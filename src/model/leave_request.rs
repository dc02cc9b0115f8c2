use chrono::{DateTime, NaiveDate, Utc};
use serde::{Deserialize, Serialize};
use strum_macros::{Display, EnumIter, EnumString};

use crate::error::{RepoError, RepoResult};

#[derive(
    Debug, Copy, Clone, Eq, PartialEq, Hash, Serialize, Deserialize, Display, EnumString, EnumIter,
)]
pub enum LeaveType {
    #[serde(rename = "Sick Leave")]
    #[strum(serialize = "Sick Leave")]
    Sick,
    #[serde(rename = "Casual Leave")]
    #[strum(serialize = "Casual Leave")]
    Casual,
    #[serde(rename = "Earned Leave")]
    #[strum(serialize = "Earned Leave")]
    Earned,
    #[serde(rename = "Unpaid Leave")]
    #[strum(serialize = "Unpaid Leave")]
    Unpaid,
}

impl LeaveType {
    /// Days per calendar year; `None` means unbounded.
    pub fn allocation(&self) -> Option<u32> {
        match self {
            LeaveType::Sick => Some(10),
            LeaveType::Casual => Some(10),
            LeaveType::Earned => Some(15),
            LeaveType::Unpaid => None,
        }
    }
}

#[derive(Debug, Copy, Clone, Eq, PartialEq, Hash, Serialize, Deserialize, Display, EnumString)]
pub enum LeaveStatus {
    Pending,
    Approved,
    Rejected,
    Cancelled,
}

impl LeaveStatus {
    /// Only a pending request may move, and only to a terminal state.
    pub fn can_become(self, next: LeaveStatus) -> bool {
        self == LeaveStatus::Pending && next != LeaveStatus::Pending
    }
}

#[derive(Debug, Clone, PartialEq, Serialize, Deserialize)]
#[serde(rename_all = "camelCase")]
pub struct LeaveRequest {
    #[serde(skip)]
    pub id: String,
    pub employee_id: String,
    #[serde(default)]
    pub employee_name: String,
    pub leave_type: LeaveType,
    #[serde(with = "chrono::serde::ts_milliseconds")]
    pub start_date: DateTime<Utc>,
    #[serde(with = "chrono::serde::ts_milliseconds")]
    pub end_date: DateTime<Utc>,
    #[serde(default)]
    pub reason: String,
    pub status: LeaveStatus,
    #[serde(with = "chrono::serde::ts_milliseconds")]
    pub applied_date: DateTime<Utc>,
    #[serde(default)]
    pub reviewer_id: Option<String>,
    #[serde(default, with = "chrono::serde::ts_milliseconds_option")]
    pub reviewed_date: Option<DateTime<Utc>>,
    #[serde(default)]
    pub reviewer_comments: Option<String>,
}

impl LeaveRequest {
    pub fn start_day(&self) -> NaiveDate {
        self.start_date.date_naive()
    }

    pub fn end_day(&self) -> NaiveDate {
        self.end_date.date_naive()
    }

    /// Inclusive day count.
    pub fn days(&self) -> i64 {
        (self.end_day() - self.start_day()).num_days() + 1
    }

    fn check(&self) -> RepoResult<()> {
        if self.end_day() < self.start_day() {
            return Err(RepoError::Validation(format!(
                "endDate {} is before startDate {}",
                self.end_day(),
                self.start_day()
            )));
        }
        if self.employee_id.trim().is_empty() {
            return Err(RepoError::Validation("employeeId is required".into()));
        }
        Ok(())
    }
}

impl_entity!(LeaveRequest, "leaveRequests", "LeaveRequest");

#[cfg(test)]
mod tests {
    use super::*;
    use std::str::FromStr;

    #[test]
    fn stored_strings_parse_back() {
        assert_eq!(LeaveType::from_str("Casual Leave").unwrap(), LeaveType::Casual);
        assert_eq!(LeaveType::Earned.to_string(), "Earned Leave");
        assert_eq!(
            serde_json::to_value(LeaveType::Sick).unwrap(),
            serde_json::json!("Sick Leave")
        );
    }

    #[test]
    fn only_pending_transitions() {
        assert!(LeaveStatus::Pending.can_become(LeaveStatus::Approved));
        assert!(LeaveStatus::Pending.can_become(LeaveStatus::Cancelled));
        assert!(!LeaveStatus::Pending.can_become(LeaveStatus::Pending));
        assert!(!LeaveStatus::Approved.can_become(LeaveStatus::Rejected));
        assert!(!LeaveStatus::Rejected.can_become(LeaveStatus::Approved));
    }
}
+ + + + +
Repeat all the material above, matching every character.

filename src/model/leave_request.rs
repository dc02cc9b0115f8c2
use chrono::{DateTime, NaiveDate, Utc};
use serde::{Deserialize, Serialize};
use strum_macros::{Display, EnumIter, EnumString};

use crate::error::{RepoError, RepoResult};

#[derive(
    Debug, Copy, Clone, Eq, PartialEq, Hash, Serialize, Deserialize, Display, EnumString, EnumIter,
)]
pub enum LeaveType {
    #[serde(rename = "Sick Leave")]
    #[strum(serialize = "Sick Leave")]
    Sick,
    #[serde(rename = "Casual Leave")]
    #[strum(serialize = "Casual Leave")]
    Casual,
    #[serde(rename = "Earned Leave")]
    #[strum(serialize = "Earned Leave")]
    Earned,
    #[serde(rename = "Unpaid Leave")]
    #[strum(serialize = "Unpaid Leave")]
    Unpaid,
}

impl LeaveType {
    /// Days per calendar year; `None` means unbounded.
    pub fn allocation(&self) -> Option<u32> {
        match self {
            LeaveType::Sick => Some(10),
            LeaveType::Casual => Some(10),
            LeaveType::Earned => Some(15),
            LeaveType::Unpaid => None,
        }
    }
}

#[derive(Debug, Copy, Clone, Eq, PartialEq, Hash, Serialize, Deserialize, Display, EnumString)]
pub enum LeaveStatus {
    Pending,
    Approved,
    Rejected,
    Cancelled,
}

impl LeaveStatus {
    /// Only a pending request may move, and only to a terminal state.
    pub fn can_become(self, next: LeaveStatus) -> bool {
        self == LeaveStatus::Pending && next != LeaveStatus::Pending
    }
}

#[derive(Debug, Clone, PartialEq, Serialize, Deserialize)]
#[serde(rename_all = "camelCase")]
pub struct LeaveRequest {
    #[serde(skip)]
    pub id: String,
    pub employee_id: String,
    #[serde(default)]
    pub employee_name: String,
    pub leave_type: LeaveType,
    #[serde(with = "chrono::serde::ts_milliseconds")]
    pub start_date: DateTime<Utc>,
    #[serde(with = "chrono::serde::ts_milliseconds")]
    pub end_date: DateTime<Utc>,
    #[serde(default)]
    pub reason: String,
    pub status: LeaveStatus,
    #[serde(with = "chrono::serde::ts_milliseconds")]
    pub applied_date: DateTime<Utc>,
    #[serde(default)]
    pub reviewer_id: Option<String>,
    #[serde(default, with = "chrono::serde::ts_milliseconds_option")]
    pub reviewed_date: Option<DateTime<Utc>>,
    #[serde(default)]
    pub reviewer_comments: Option<String>,
}

impl LeaveRequest {
    pub fn start_day(&self) -> NaiveDate {
        self.start_date.date_naive()
    }

    pub fn end_day(&self) -> NaiveDate {
        self.end_date.date_naive()
    }

    /// Inclusive day count.
    pub fn days(&self) -> i64 {
        (self.end_day() - self.start_day()).num_days() + 1
    }

    fn check(&self) -> RepoResult<()> {
        if self.end_day() < self.start_day() {
            return Err(RepoError::Validation(format!(
                "endDate {} is before startDate {}",
                self.end_day(),
                self.start_day()
            )));
        }
        if self.employee_id.trim().is_empty() {
            return Err(RepoError::Validation("employeeId is required".into()));
        }
        Ok(())
    }
}

impl_entity!(LeaveRequest, "leaveRequests", "LeaveRequest");

#[cfg(test)]
mod tests {
    use super::*;
    use std::str::FromStr;

    #[test]
    fn stored_strings_parse_back() {
        assert_eq!(LeaveType::from_str("Casual Leave").unwrap(), LeaveType::Casual);
        assert_eq!(LeaveType::Earned.to_string(), "Earned Leave");
        assert_eq!(
            serde_json::to_value(LeaveType::Sick).unwrap(),
            serde_json::json!("Sick Leave")
        );
    }

    #[test]
    fn only_pending_transitions() {
        assert!(LeaveStatus::Pending.can_become(LeaveStatus::Approved));
        assert!(LeaveStatus::Pending.can_become(LeaveStatus::Cancelled));
        assert!(!LeaveStatus::Pending.can_become(LeaveStatus::Pending));
        assert!(!LeaveStatus::Approved.can_become(LeaveStatus::Rejected));
        assert!(!LeaveStatus::Rejected.can_become(LeaveStatus::Approved));
    }
}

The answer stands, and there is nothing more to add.